Collected data:
+ + + + +

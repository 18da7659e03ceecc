//! Thin reqwest wrapper shared by the partner clients.
//!
//! Every request carries `X-API-Key`. Transport and status failures are
//! mapped onto [`PartnerError`] here so the clients only deal with payloads.

use std::time::Duration;

use domain::models::partner::{PartnerError, PartnerKind};
use reqwest::{Client, Method, RequestBuilder, Response, StatusCode};
use serde::Serialize;
use serde_json::Value;
use tracing::{debug, error, warn};

use crate::config::PartnerApiConfig;

const API_KEY_HEADER: &str = "X-API-Key";

#[derive(Debug, Clone)]
pub struct PartnerHttp {
    kind: PartnerKind,
    client: Client,
    base_url: String,
    api_key: String,
}

impl PartnerHttp {
    pub fn new(kind: PartnerKind, config: &PartnerApiConfig) -> Result<Self, PartnerError> {
        let client = Client::builder()
            .timeout(Duration::from_secs(config.timeout_secs))
            .build()
            .map_err(|e| PartnerError::Unreachable {
                partner: kind,
                message: format!("failed to build HTTP client: {}", e),
            })?;

        if config.api_key.is_empty() {
            warn!(partner = %kind, "Partner API key not configured; syncs will be skipped");
        }

        Ok(Self {
            kind,
            client,
            base_url: config.base_url.trim_end_matches('/').to_string(),
            api_key: config.api_key.clone(),
        })
    }

    pub fn kind(&self) -> PartnerKind {
        self.kind
    }

    pub fn is_configured(&self) -> bool {
        !self.api_key.is_empty()
    }

    fn request(&self, method: Method, path: &str) -> Result<RequestBuilder, PartnerError> {
        if !self.is_configured() {
            return Err(PartnerError::NotConfigured(self.kind));
        }
        debug!(partner = %self.kind, method = %method, path, "Partner API request");
        Ok(self
            .client
            .request(method, format!("{}{}", self.base_url, path))
            .header(API_KEY_HEADER, &self.api_key))
    }

    pub async fn get_json<Q: Serialize + ?Sized>(
        &self,
        path: &str,
        query: &Q,
    ) -> Result<Value, PartnerError> {
        let builder = self.request(Method::GET, path)?.query(query);
        self.send(path, builder).await
    }

    pub async fn post_json<B: Serialize + ?Sized>(
        &self,
        path: &str,
        body: &B,
    ) -> Result<Value, PartnerError> {
        let builder = self.request(Method::POST, path)?.json(body);
        self.send(path, builder).await
    }

    async fn send(&self, path: &str, builder: RequestBuilder) -> Result<Value, PartnerError> {
        let response = builder.send().await.map_err(|e| {
            warn!(partner = %self.kind, path, error = %e, "Partner API unreachable");
            PartnerError::Unreachable {
                partner: self.kind,
                message: if e.is_timeout() {
                    "request timed out".to_string()
                } else {
                    e.to_string()
                },
            }
        })?;

        let status = response.status();
        if !status.is_success() {
            return Err(self.status_error(path, status, response).await);
        }

        response
            .json::<Value>()
            .await
            .map_err(|e| PartnerError::InvalidResponse {
                partner: self.kind,
                message: e.to_string(),
            })
    }

    async fn status_error(&self, path: &str, status: StatusCode, response: Response) -> PartnerError {
        let body = response.text().await.unwrap_or_default();
        if status == StatusCode::NOT_FOUND {
            debug!(partner = %self.kind, path, "Partner resource not found");
        } else {
            error!(partner = %self.kind, path, status = status.as_u16(), body = %body, "Partner API error");
        }
        map_status(self.kind, status, &body)
    }
}

/// Maps a non-success status onto a partner error.
pub fn map_status(kind: PartnerKind, status: StatusCode, body: &str) -> PartnerError {
    match status {
        StatusCode::UNAUTHORIZED => PartnerError::InvalidCredentials(kind),
        StatusCode::BAD_REQUEST => PartnerError::BadRequest {
            partner: kind,
            message: error_message(body).unwrap_or_else(|| "invalid request data".to_string()),
        },
        StatusCode::NOT_FOUND => PartnerError::NotFound(kind),
        other => PartnerError::Upstream {
            partner: kind,
            status: other.as_u16(),
        },
    }
}

/// Pulls `message` (or `error`) out of a JSON error body.
fn error_message(body: &str) -> Option<String> {
    let value: Value = serde_json::from_str(body).ok()?;
    ["message", "error"]
        .iter()
        .find_map(|key| value.get(*key).and_then(Value::as_str))
        .map(str::to_string)
}
//! Attaching deals to affiliates.
//!
//! `ensure_deal` runs after onboarding steps and must never fail the caller:
//! every error is logged at warn and swallowed.

use std::sync::Arc;

use domain::models::affiliate::Affiliate;
use domain::models::deal::{
    AffiliateCredentials, Deal, DealAssociationResponse, DealSummary, STANDARD_DEAL_NAME,
};
use domain::models::system_config::ConfigKey;
use domain::services::deal_mirroring::{default_deal, mirror_partner_deal};
use domain::services::PartnerOnboarding;
use persistence::repositories::{
    AffiliateRepository, DealRepository, SystemConfigRepository, UserRepository,
};
use shared::crypto::generate_alphanumeric;
use shared::password::hash_password;
use sqlx::PgPool;
use tracing::{info, warn};
use uuid::Uuid;

use crate::error::ApiError;

/// Length of passwords handed out on deal association.
const ASSOCIATION_PASSWORD_LEN: usize = 12;

#[derive(Clone)]
pub struct DealAssignment {
    affiliates: AffiliateRepository,
    deals: DealRepository,
    users: UserRepository,
    config: SystemConfigRepository,
    onboarding: Arc<dyn PartnerOnboarding>,
}

impl DealAssignment {
    pub fn new(pool: PgPool, onboarding: Arc<dyn PartnerOnboarding>) -> Self {
        Self {
            affiliates: AffiliateRepository::new(pool.clone()),
            deals: DealRepository::new(pool.clone()),
            users: UserRepository::new(pool.clone()),
            config: SystemConfigRepository::new(pool),
            onboarding,
        }
    }

    /// Gives the affiliate a deal if it has none.
    pub async fn ensure_deal(&self, affiliate_id: Uuid) {
        if let Err(e) = self.try_ensure_deal(affiliate_id).await {
            warn!(
                affiliate_id = %affiliate_id,
                error = %e,
                "Automatic deal association failed"
            );
        }
    }

    async fn try_ensure_deal(&self, affiliate_id: Uuid) -> Result<(), ApiError> {
        let affiliate: Affiliate = self
            .affiliates
            .find_by_id(affiliate_id)
            .await?
            .ok_or_else(|| ApiError::NotFound("Affiliate not found".to_string()))?
            .into();

        if affiliate.deal_id.is_some() {
            return Ok(());
        }

        let deal = match self.mirrored_deal(&affiliate).await {
            Some(deal) => deal,
            None => self.fallback_deal(&affiliate).await?,
        };

        self.affiliates.set_deal(affiliate.id, Some(deal.id)).await?;
        info!(
            affiliate_id = %affiliate.id,
            deal_id = %deal.id,
            deal = %deal.name,
            "Deal associated automatically"
        );
        Ok(())
    }

    /// Deal copied from Superbet, when the partner has one for this affiliate.
    async fn mirrored_deal(&self, affiliate: &Affiliate) -> Option<Deal> {
        let superbet_id = affiliate.superbet_affiliate_id.as_deref()?;

        let payload = match self.onboarding.get_affiliate_deal(superbet_id).await {
            Ok(Some(payload)) => payload,
            Ok(None) => return None,
            Err(e) => {
                warn!(superbet_affiliate_id = superbet_id, error = %e, "Could not fetch Superbet deal");
                return None;
            }
        };

        let new_deal = match mirror_partner_deal(&payload, &affiliate.name) {
            Ok(deal) => deal,
            Err(e) => {
                warn!(superbet_affiliate_id = superbet_id, error = %e, "Superbet deal incomplete");
                return None;
            }
        };

        match self.deals.create(&new_deal).await {
            Ok(entity) => Some(entity.into()),
            Err(e) => {
                warn!(error = %e, "Failed to store mirrored Superbet deal");
                None
            }
        }
    }

    /// The shared standard deal, or a personal one built from the defaults.
    async fn fallback_deal(&self, affiliate: &Affiliate) -> Result<Deal, ApiError> {
        if let Some(standard) = self.deals.find_active_by_name(STANDARD_DEAL_NAME).await? {
            return Ok(standard.into());
        }
        let defaults = self.config.default_terms().await?;
        let created = self
            .deals
            .create(&default_deal(&affiliate.name, &defaults))
            .await?;
        Ok(created.into())
    }

    /// Associates a deal and issues the affiliate a fresh password.
    pub async fn associate(
        &self,
        deal_id: Uuid,
        affiliate_id: Uuid,
    ) -> Result<DealAssociationResponse, ApiError> {
        let deal: Deal = self
            .deals
            .find_by_id(deal_id)
            .await?
            .ok_or_else(|| ApiError::NotFound("Deal not found".to_string()))?
            .into();
        let existing = self
            .affiliates
            .find_with_email(affiliate_id)
            .await?
            .ok_or_else(|| ApiError::NotFound("Affiliate not found".to_string()))?;

        let password = generate_alphanumeric(ASSOCIATION_PASSWORD_LEN);
        let password_hash = hash_password(&password)?;
        self.users
            .update_password(existing.affiliate.user_id, &password_hash)
            .await?;

        let affiliate: Affiliate = self
            .affiliates
            .set_deal(affiliate_id, Some(deal.id))
            .await?
            .ok_or_else(|| ApiError::NotFound("Affiliate not found".to_string()))?
            .into();

        let referral_link = match affiliate.superbet_affiliate_link.clone() {
            Some(link) if !link.is_empty() => Some(link),
            _ => self
                .config
                .get(ConfigKey::AdminSuperbetLink.key())
                .await?
                .filter(|link| !link.is_empty()),
        };

        info!(affiliate_id = %affiliate.id, deal_id = %deal.id, "Deal associated, password regenerated");

        Ok(DealAssociationResponse {
            affiliate_id: affiliate.id,
            deal: DealSummary::from(&deal),
            credentials: AffiliateCredentials {
                email: existing.email,
                password,
            },
            referral_link,
        })
    }

    /// Clears the affiliate's deal.
    pub async fn dissociate(&self, affiliate_id: Uuid) -> Result<Affiliate, ApiError> {
        self.affiliates
            .set_deal(affiliate_id, None)
            .await?
            .map(Into::into)
            .ok_or_else(|| ApiError::NotFound("Affiliate not found".to_string()))
    }
}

+ + + + +

● Goal of the exercise:
Retype every line up to and including the one that contains "let client = Client::builder()", beginning at the first line of the records, with no edits.

● Result for this exercise:
repository 18da7659e03ceecc
//! Thin reqwest wrapper shared by the partner clients.
//!
//! Every request carries `X-API-Key`. Transport and status failures are
//! mapped onto [`PartnerError`] here so the clients only deal with payloads.

use std::time::Duration;

use domain::models::partner::{PartnerError, PartnerKind};
use reqwest::{Client, Method, RequestBuilder, Response, StatusCode};
use serde::Serialize;
use serde_json::Value;
use tracing::{debug, error, warn};

use crate::config::PartnerApiConfig;

const API_KEY_HEADER: &str = "X-API-Key";

#[derive(Debug, Clone)]
pub struct PartnerHttp {
    kind: PartnerKind,
    client: Client,
    base_url: String,
    api_key: String,
}

impl PartnerHttp {
    pub fn new(kind: PartnerKind, config: &PartnerApiConfig) -> Result<Self, PartnerError> {
        let client = Client::builder()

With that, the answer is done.